Friday April 3, 05:20 PM
Fed monetary expansion 'prudent': Bernanke
WASHINGTON (AFP) - The US Federal Reserve's massive monetary expansion has been done "prudently" and in a way that can be quickly unwound as the economy revives, chairman Ben Bernanke said Friday.
Bernanke said the central bank's huge effort to pump money into the financial system is in response to the "extraordinary stress" in markets that has squeezed credit.
"Relieving the disruptions in credit markets and restoring the flow of credit to households and businesses are essential if we are to see, as I expect, the gradual resumption of sustainable economic growth," he said in comments to a credit market symposium in North Carolina.

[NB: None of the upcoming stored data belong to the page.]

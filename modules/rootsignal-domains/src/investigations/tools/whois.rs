use ai_client::tool::ToolDefinition;
use ai_client::Tool;
use async_trait::async_trait;
use serde::{Deserialize, Serialize};

#[derive(Debug, Deserialize)]
pub struct WhoisArgs {
    pub domain: String,
}

#[derive(Debug, Serialize)]
pub struct WhoisOutput {
    pub domain: String,
    pub registered_date: Option<String>,
    pub registrar: Option<String>,
    pub domain_age_days: Option<i64>,
}

pub struct WhoisLookupTool {
    client: reqwest::Client,
}

impl WhoisLookupTool {
    pub fn new(client: reqwest::Client) -> Self {
        Self { client }
    }
}

#[derive(Debug)]
pub struct WhoisError(anyhow::Error);

impl std::fmt::Display for WhoisError {
    fn fmt(&self, f: &mut std::fmt::Formatter<'_>) -> std::fmt::Result {
        write!(f, "{}", self.0)
    }
}

impl std::error::Error for WhoisError {
    fn source(&self) -> Option<&(dyn std::error::Error + 'static)> {
        self.0.source()
    }
}

#[derive(Debug, Deserialize)]
struct RdapResponse {
    events: Option<Vec<RdapEvent>>,
    entities: Option<Vec<RdapEntity>>,
}

#[derive(Debug, Deserialize)]
struct RdapEvent {
    #[serde(rename = "eventAction")]
    event_action: String,
    #[serde(rename = "eventDate")]
    event_date: String,
}

#[derive(Debug, Deserialize)]
struct RdapEntity {
    roles: Option<Vec<String>>,
    #[serde(rename = "publicIds")]
    public_ids: Option<Vec<RdapPublicId>>,
    handle: Option<String>,
}

#[derive(Debug, Deserialize)]
struct RdapPublicId {
    identifier: String,
}

#[async_trait]
impl Tool for WhoisLookupTool {
    const NAME: &'static str = "whois_lookup";
    type Error = WhoisError;
    type Args = WhoisArgs;
    type Output = WhoisOutput;

    async fn definition(&self) -> ToolDefinition {
        ToolDefinition {
            name: Self::NAME.to_string(),
            description: "Look up WHOIS/RDAP information for a domain to determine registration date, registrar, and domain age.".to_string(),
            parameters: serde_json::json!({
                "type": "object",
                "properties": {
                    "domain": {
                        "type": "string",
                        "description": "The domain name to look up (e.g. example.com)"
                    }
                },
                "required": ["domain"]
            }),
        }
    }

    async fn call(&self, args: Self::Args) -> Result<Self::Output, Self::Error> {
        let domain = args
            .domain
            .trim()
            .trim_start_matches("http://")
            .trim_start_matches("https://")
            .trim_end_matches('/')
            .split('/')
            .next()
            .unwrap_or(&args.domain);

        let url = format!("https://rdap.org/domain/{}", domain);

        let resp = self
            .client
            .get(&url)
            .header("Accept", "application/rdap+json")
            .send()
            .await
            .map_err(|e| WhoisError(e.into()))?;

        if !resp.status().is_success() {
            return Ok(WhoisOutput {
                domain: domain.to_string(),
                registered_date: None,
                registrar: None,
                domain_age_days: None,
            });
        }

        let rdap: RdapResponse = resp.json().await.map_err(|e| WhoisError(e.into()))?;

        let registered_date = rdap.events.as_ref().and_then(|events| {
            events
                .iter()
                .find(|e| e.event_action == "registration")
                .map(|e| e.event_date.clone())
        });

        let domain_age_days = registered_date.as_ref().and_then(|date_str| {
            chrono::DateTime::parse_from_rfc3339(date_str)
                .ok()
                .map(|dt| (chrono::Utc::now() - dt.with_timezone(&chrono::Utc)).num_days())
        });

        let registrar = rdap.entities.as_ref().and_then(|entities| {
            entities
                .iter()
                .find(|e| {
                    e.roles
                        .as_ref()
                        .map(|r| r.contains(&"registrar".to_string()))
                        .unwrap_or(false)
                })
                .and_then(|e| {
                    e.public_ids
                        .as_ref()
                        .and_then(|ids| ids.first().map(|id| id.identifier.clone()))
                        .or_else(|| e.handle.clone())
                })
        });

        Ok(WhoisOutput {
            domain: domain.to_string(),
            registered_date,
            registrar,
            domain_age_days,
        })
    }
}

"Though we have been creative in deploying our balance sheet, using a multiplicity of new programs, we have done so prudently."
Bernanke noted that "the great majority of our lending is extremely well secured."
The Fed chief repeated his description of the Fed strategy as "credit easing," even though analysts call the action "quantitative easing."
In prior comments, Bernanke has said the Fed is seeking to ease credit conditions rather than simply boost the quantity of money in circulation.
He said the Fed has "taken care to design our programs so that they can be unwound as markets and the economy revive."
The central bank, which can no longer use traditional monetary policy to stimulate activity after having cut its base rate to a range of zero to 0.25 percent, has resorted to exceptional moves to stimulate activity, essentially by printing money and buying up securities in markets that have been frozen.
"Notably, the balance sheet has more than doubled, from roughly 870 billion dollars before the crisis to roughly two trillion dollars now," he said.
Last month, the Fed said it would seek to pump over one trillion dollars more into the system by buying up long-term Treasury bonds and other securities.
Although the Fed has begun buying commercial paper to funds corporate loans and other types of asset-backed securities, he said "credit risk is very low" in these areas. Most of the other assets are US Treasury and agency debt that is "very safe from a credit perspective."